Thataos m'a expliqué que les membres d'une famille étaient semblables aux planètes qui tournent autour du Soleil : parfois loin les uns des autres, mais éternellement liés par une force encore plus puissante que la gravitation, l'amour. Niais mais pas complètement tordu.

Ambrosius m'a jovialement promis de tout me raconter à leur retour avant de m'annoncer qu'une tour de livres en tout genre m'attendait sagement dans ma chambre et que j'aurais droit à plusieurs interrogations suivies de - cela va sans dire - félicitations. Les contacts humains et les effusions emplies de tendresse sont étrangers à son petit organisme, et c'est tant mieux étant donné qu'on se ressemble sur ce point. Horrible mais vrai.

Et Papa... Papa a passé une bonne demi-heure à hurler sur les chenilles (ou les enfants, gosses, gamins, asticots râleurs, chacun est libre d'avoir son propre dictionnaire) qui s'amusaient à courir près de la nef. Quand il s'est retourné vers moi, son visage a pris une pléthore de couleurs différentes, chacune représentative d'une émotion. J'avais envie de crier, de pleurer, de le blâmer, de lui dire qu'il était le meilleur... Au final, j'ai marmonné un "oh, au Diable ma fierté de fille rebelle" et me suis jetée sur lui au même instant où ses bras commençaient à s'écarter pour moi, en parfaite harmonie. Mon corps de petite tigresse a fondu sur le sien, tandis que son visage s'enfonçait dans mes ondulations brunes. Mon cœur battait fort, très fort. Il s'est mis à me murmurer des "je suis désolé", "tu es sublime", "ce ne sera pas long" et des "Papa t'adore" interminables. Je l'ai cru et je le crois toujours, même si ma rancœur et ma tristesse n'ont pas totalement disparu. Seulement, il s'agit de mon père et je ne pouvais pas le laisser partir comme ça. Parce que c'est lui et que la vie est loin d'être aussi belle et simple que les adultes aimeraient nous le faire croire. Je ne sais pas de quoi demain sera fait et même si je suis persuadée que mon Papa est immortel, je ne désire courir aucun risque lorsqu'il est question de notre lien.

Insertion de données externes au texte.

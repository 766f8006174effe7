//! A-Z listing enriched with MAL ids.

use super::{error_message, runner, PageState, StateCell};
use crate::backend::{AnimeDirectory, AnimeSummary};
use crate::batch::{into_values, BatchConfig, BatchSummary, ResolveError};
use crate::error::ErrorContext;
use crate::{Error, Result};
use serde::Serialize;
use std::sync::Arc;
use tokio::sync::watch;
use tokio_util::sync::CancellationToken;
use tracing::{debug, warn};

/// Listing entry whose MAL id is known.
#[derive(Debug, Clone, PartialEq, Eq, Serialize)]
pub struct EnrichedAnime {
    #[serde(flatten)]
    pub summary: AnimeSummary,
    pub mal_id: u64,
}

pub struct AllAnimeView {
    directory: Arc<dyn AnimeDirectory>,
    batch: BatchConfig,
    cancel: Option<CancellationToken>,
    items: Vec<EnrichedAnime>,
    state: StateCell,
}

impl AllAnimeView {
    pub fn new(directory: Arc<dyn AnimeDirectory>) -> Self {
        Self {
            directory,
            batch: Self::default_batch_config(),
            cancel: None,
            items: Vec::new(),
            state: StateCell::new(PageState::paginated()),
        }
    }

    /// No retries: a missing MAL id on a listing is not worth waiting for.
    pub fn default_batch_config() -> BatchConfig {
        BatchConfig::default().with_max_retries(0)
    }

    pub fn with_batch_config(mut self, config: BatchConfig) -> Self {
        self.batch = config;
        self
    }

    /// Token cancelled when the screen goes away.
    pub fn with_cancellation(mut self, token: CancellationToken) -> Self {
        self.cancel = Some(token);
        self
    }

    pub fn items(&self) -> &[EnrichedAnime] {
        &self.items
    }

    pub fn state(&self) -> PageState {
        self.state.get()
    }

    pub fn subscribe(&self) -> watch::Receiver<PageState> {
        self.state.subscribe()
    }

    /// Load `page`. Page 1 replaces the list, later pages append to it.
    pub async fn load(&mut self, page: u32) {
        let page = page.max(1);
        let first = page == 1;
        self.state.update(|s| {
            if first {
                s.loading = true;
            } else {
                s.loading_more = true;
            }
            s.error = None;
        });

        match self.fetch(page).await {
            Ok((enriched, has_next, summary)) => {
                debug!(page, kept = enriched.len(), "azlist page enriched");
                if first {
                    self.items = enriched;
                } else {
                    self.items.extend(enriched);
                }
                self.state.update(|s| {
                    s.page = page;
                    s.has_next_page = has_next;
                    s.record_batch(&summary);
                });
            }
            Err(err) => {
                warn!(page, error = %err, "azlist load failed");
                let message = error_message(&err);
                self.state.update(|s| s.error = Some(message));
            }
        }

        self.state.update(|s| {
            s.loading = false;
            s.loading_more = false;
        });
    }

    /// Load the page after the last one loaded, if there is one.
    pub async fn load_more(&mut self) {
        let state = self.state.get();
        if !state.has_next_page || state.is_busy() {
            return;
        }
        self.load(state.page + 1).await;
    }

    /// MAL id for a backend slug, used when the user opens a listing entry.
    pub async fn mal_id_for(&self, anime_id: &str) -> Result<u64> {
        if let Some(item) = self.items.iter().find(|i| i.summary.id == anime_id) {
            return Ok(item.mal_id);
        }
        self.directory.anime_mal_id(anime_id).await?.ok_or_else(|| {
            Error::validation(
                format!("{anime_id} has no MAL id"),
                ErrorContext::new()
                    .with_field_path("anime.info.malId")
                    .with_source("backend"),
            )
        })
    }

    async fn fetch(&self, page: u32) -> Result<(Vec<EnrichedAnime>, bool, BatchSummary)> {
        let listing = self.directory.azlist_page(page).await?;
        let directory: &dyn AnimeDirectory = self.directory.as_ref();

        let outcomes = runner(&self.batch, self.cancel.as_ref())
            .run(listing.animes, move |anime: AnimeSummary| async move {
                let mal_id = directory.anime_mal_id(&anime.id).await?;
                match mal_id {
                    Some(mal_id) => Ok::<_, ResolveError>(EnrichedAnime {
                        summary: anime,
                        mal_id,
                    }),
                    None => Err(ResolveError::detail_unavailable(format!(
                        "{} has no MAL id",
                        anime.id
                    ))),
                }
            })
            .await?;

        let summary = BatchSummary::from_outcomes(&outcomes);
        Ok((into_values(outcomes), listing.has_next_page, summary))
    }
}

Ils sont partis. Incertains, excités, heureux et malheureux. La nef s'est envolée telle une hirondelle apprenant à voler, aussi hésitante que déterminée.

Mes larmes se sont mises à couler d'elles-mêmes quelques minutes après leur départ. Ne voulant pas être vue - ma phobie ! -, je me suis réfugiée dans l'une de mes antres secrètes. Il faisait chaud, j'avais froid. Le silence régnait, je me sentais seule.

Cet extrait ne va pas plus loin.